• PROBLEM TO SOLVE
Your reply should hold exactly the lines from the one that contains "MenuScraper::builder().build()?.detailed_menu(url)" through the end of the data. Repeat them word for word.

Collected data entries
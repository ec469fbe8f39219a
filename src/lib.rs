//! Scrapes dining hall menu listings and per-item nutrition labels, and
//! totals nutrition for a selection of items.

pub mod builder;
pub mod config;
pub mod error;
pub mod extractors;
pub mod fetchers;
pub mod locator;
pub mod model;
pub mod nutrition;
pub mod ordered;
pub mod pipelines;

use std::fs;
use std::path::Path;

use log::info;
use serde::Serialize;

pub use builder::{MenuScraper, MenuScraperBuilder};
pub use config::{load_config, ScraperConfig};
pub use error::MenuError;
pub use fetchers::{Fetch, HttpFetcher};
pub use locator::{menu_url, Meal};
pub use model::{
    Calories, DetailedMenu, DetailedMenuItem, FetchStatus, MenuItem, MenuMetadata, MenuPage,
    NutrientFact, NutritionFetchStats, NutritionLabel, NutritionReport, NutritionTotals,
    Selections,
};
pub use nutrition::aggregate;
pub use ordered::OrderedMap;

/// Fetch a listing page with the default configuration.
pub fn fetch_menu(url: &str) -> Result<MenuPage, MenuError> {
    MenuScraper::builder().build()?.menu(url)
}

/// Fetch one nutrition label with the default configuration.
pub fn fetch_label(url: &str) -> Result<NutritionLabel, MenuError> {
    MenuScraper::builder().build()?.label(url)
}

/// Fetch a listing page and every item's nutrition label with the default
/// configuration.
pub fn fetch_detailed_menu(url: &str) -> Result<DetailedMenu, MenuError> {
    MenuScraper::builder().build()?.detailed_menu(url)
}

/// Write `value` as pretty-printed UTF-8 JSON.
pub fn save_json<T: Serialize + ?Sized>(path: impl AsRef<Path>, value: &T) -> Result<(), MenuError> {
    let path = path.as_ref();
    let json = serde_json::to_string_pretty(value)?;
    fs::write(path, json)?;
    info!("Saved {}", path.display());
    Ok(())
}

• YOUR SOLUTION
    MenuScraper::builder().build()?.detailed_menu(url)
}

/// Write `value` as pretty-printed UTF-8 JSON.
pub fn save_json<T: Serialize + ?Sized>(path: impl AsRef<Path>, value: &T) -> Result<(), MenuError> {
    let path = path.as_ref();
    let json = serde_json::to_string_pretty(value)?;
    fs::write(path, json)?;
    info!("Saved {}", path.display());
    Ok(())
}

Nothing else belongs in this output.